----- The input -----

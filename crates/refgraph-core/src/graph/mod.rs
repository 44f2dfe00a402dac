//! Reference store
//!
//! `Graph` records typed edges between node ids and answers forward and
//! backward queries over them. It is a derived index of what sheet fields
//! contain: sheets resynchronize it through `set_references`.
//!
//! A graph without a backing index (`Graph::detached`) answers every read
//! with an empty result and ignores writes.

pub mod index;
pub mod removal;
pub mod subtree;

use std::collections::BTreeMap;

use refgraph_core_types::Oid;

use crate::errors::{RefGraphError, Result};
use crate::events::{Event, EventSink};
use crate::model::{FieldValue, RefType, Reference, Sheet, SheetData};

pub use index::{ReferenceChange, ReferenceIndex};

#[derive(Debug, Clone, PartialEq, Eq)]
pub struct Graph {
    index: Option<ReferenceIndex>,
}

impl Default for Graph {
    fn default() -> Self {
        Self::new()
    }
}

fn matches_filter(
    reftype: RefType,
    base_reftype: Option<RefType>,
    base_isheet: Option<Sheet>,
) -> bool {
    base_reftype.map_or(true, |base| reftype.is_subtype_of(base))
        && base_isheet.map_or(true, |sheet| reftype.meta().source_sheet.is_a(sheet))
}

impl Graph {
    pub fn new() -> Self {
        Self {
            index: Some(ReferenceIndex::new()),
        }
    }

    /// A graph with no backing index
    pub fn detached() -> Self {
        Self { index: None }
    }

    pub fn is_attached(&self) -> bool {
        self.index.is_some()
    }

    pub fn index(&self) -> Option<&ReferenceIndex> {
        self.index.as_ref()
    }

    /// Current targets of `(source, reftype)` in stored order
    pub fn targets(&self, source: Oid, reftype: RefType) -> &[Oid] {
        self.index
            .as_ref()
            .map(|index| index.targets(source, reftype))
            .unwrap_or(&[])
    }

    /// Replace the entire target list of `(source, reftype)`.
    ///
    /// Publishes one `BackReferenceAdded` per added target and one
    /// `BackReferenceRemoved` per removed target when `send_event` is set.
    ///
    /// # Errors
    ///
    /// Returns `Configuration` if `reftype` is not a concrete reference type.
    pub fn set_references(
        &mut self,
        source: Oid,
        targets: &[Oid],
        reftype: RefType,
        events: &mut dyn EventSink,
        send_event: bool,
    ) -> Result<ReferenceChange> {
        if !reftype.is_concrete() {
            return Err(RefGraphError::Configuration {
                details: format!("{reftype} is not a concrete reference type"),
            });
        }
        let Some(index) = self.index.as_mut() else {
            return Ok(ReferenceChange::default());
        };

        let change = index.replace(source, reftype, targets);
        if change.is_empty() {
            return Ok(change);
        }
        tracing::trace!(
            source = %source,
            reftype = %reftype,
            added = change.added.len(),
            removed = change.removed.len(),
            "references replaced"
        );
        if send_event {
            for target in &change.added {
                events.publish(&Event::back_reference_added(Reference::new(
                    source, reftype, *target,
                )));
            }
            for target in &change.removed {
                events.publish(&Event::back_reference_removed(Reference::new(
                    source, reftype, *target,
                )));
            }
        }
        Ok(change)
    }

    /// Set every reference field of `isheet` named in `references`.
    ///
    /// `Reference(None)` leaves its field untouched; `Reference(Some(x))` is
    /// stored as `[x]`.
    ///
    /// # Errors
    ///
    /// Returns `Configuration` if a field is not a reference field of
    /// `isheet` or carries a scalar value. Nothing is written in that case.
    pub fn set_references_for_isheet(
        &mut self,
        source: Oid,
        isheet: Sheet,
        references: &SheetData,
        events: &mut dyn EventSink,
        send_event: bool,
    ) -> Result<()> {
        let mut writes = Vec::new();
        for (field, value) in references {
            let reftype = isheet.reftype_for_field(field).ok_or_else(|| {
                RefGraphError::Configuration {
                    details: format!("{isheet} has no reference field '{field}'"),
                }
            })?;
            match value {
                FieldValue::Reference(None) => {}
                FieldValue::Value(_) => {
                    return Err(RefGraphError::Configuration {
                        details: format!("{isheet}.{field} expects references"),
                    })
                }
                other => writes.push((reftype, other.targets().unwrap_or_default())),
            }
        }
        for (reftype, targets) in writes {
            self.set_references(source, &targets, reftype, events, send_event)?;
        }
        Ok(())
    }

    /// Edges out of `source`, optionally restricted to subtypes of
    /// `base_reftype` and to reftypes declared on (subsheets of) `base_isheet`.
    ///
    /// The returned iterator is lazy and can be cloned to restart it.
    pub fn get_references(
        &self,
        source: Oid,
        base_reftype: Option<RefType>,
        base_isheet: Option<Sheet>,
    ) -> impl Iterator<Item = Reference> + Clone + '_ {
        self.index
            .iter()
            .flat_map(move |index| index.outgoing(source))
            .filter(move |(reftype, _)| matches_filter(*reftype, base_reftype, base_isheet))
            .flat_map(move |(reftype, targets)| {
                targets
                    .iter()
                    .map(move |target| Reference::new(source, reftype, *target))
            })
    }

    /// Edges into `target`, filtered like `get_references`
    pub fn get_back_references(
        &self,
        target: Oid,
        base_reftype: Option<RefType>,
        base_isheet: Option<Sheet>,
    ) -> impl Iterator<Item = Reference> + Clone + '_ {
        self.index
            .iter()
            .flat_map(move |index| index.incoming(target))
            .filter(move |(reftype, _)| matches_filter(*reftype, base_reftype, base_isheet))
            .flat_map(move |(reftype, sources)| {
                sources
                    .iter()
                    .map(move |source| Reference::new(*source, reftype, target))
            })
    }

    /// Targets of `source` grouped by field, for fields declared on `isheet`
    /// or its subsheets
    pub fn get_references_for_isheet(
        &self,
        source: Oid,
        isheet: Sheet,
    ) -> BTreeMap<&'static str, Vec<Oid>> {
        let mut grouped: BTreeMap<&'static str, Vec<Oid>> = BTreeMap::new();
        for reference in self.get_references(source, None, Some(isheet)) {
            grouped
                .entry(reference.field)
                .or_default()
                .push(reference.target);
        }
        grouped
    }

    /// Sources referencing `target` grouped by field, for fields declared on
    /// `isheet` or its subsheets
    pub fn get_back_references_for_isheet(
        &self,
        target: Oid,
        isheet: Sheet,
    ) -> BTreeMap<&'static str, Vec<Oid>> {
        let mut grouped: BTreeMap<&'static str, Vec<Oid>> = BTreeMap::new();
        for reference in self.get_back_references(target, None, Some(isheet)) {
            grouped
                .entry(reference.field)
                .or_default()
                .push(reference.source);
        }
        grouped
    }

    /// Sources referencing `target` through `reftype` or one of its subtypes
    pub fn get_back_reference_sources(&self, target: Oid, reftype: RefType) -> Vec<Oid> {
        let mut sources: Vec<Oid> = self
            .get_back_references(target, Some(reftype), None)
            .map(|reference| reference.source)
            .collect();
        sources.sort_unstable();
        sources.dedup();
        sources
    }

    /// Reftypes registered on this store, filtered by base type and
    /// declaring sheet.
    ///
    /// A reftype is registered once an edge of that type is stored and stays
    /// registered while any such edge exists. Empty for a detached graph.
    pub fn get_reftypes(
        &self,
        base_reftype: Option<RefType>,
        base_isheet: Option<Sheet>,
    ) -> Vec<RefType> {
        let Some(index) = &self.index else {
            return Vec::new();
        };
        index
            .reftypes()
            .into_iter()
            .filter(|reftype| matches_filter(*reftype, base_reftype, base_isheet))
            .collect()
    }
}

-----

**Brief**
Whenever a line includes the word "Returns", pull it out of the entries.

**Response area**
    /// Returns `Configuration` if `reftype` is not a concrete reference type.
    /// Returns `Configuration` if a field is not a reference field of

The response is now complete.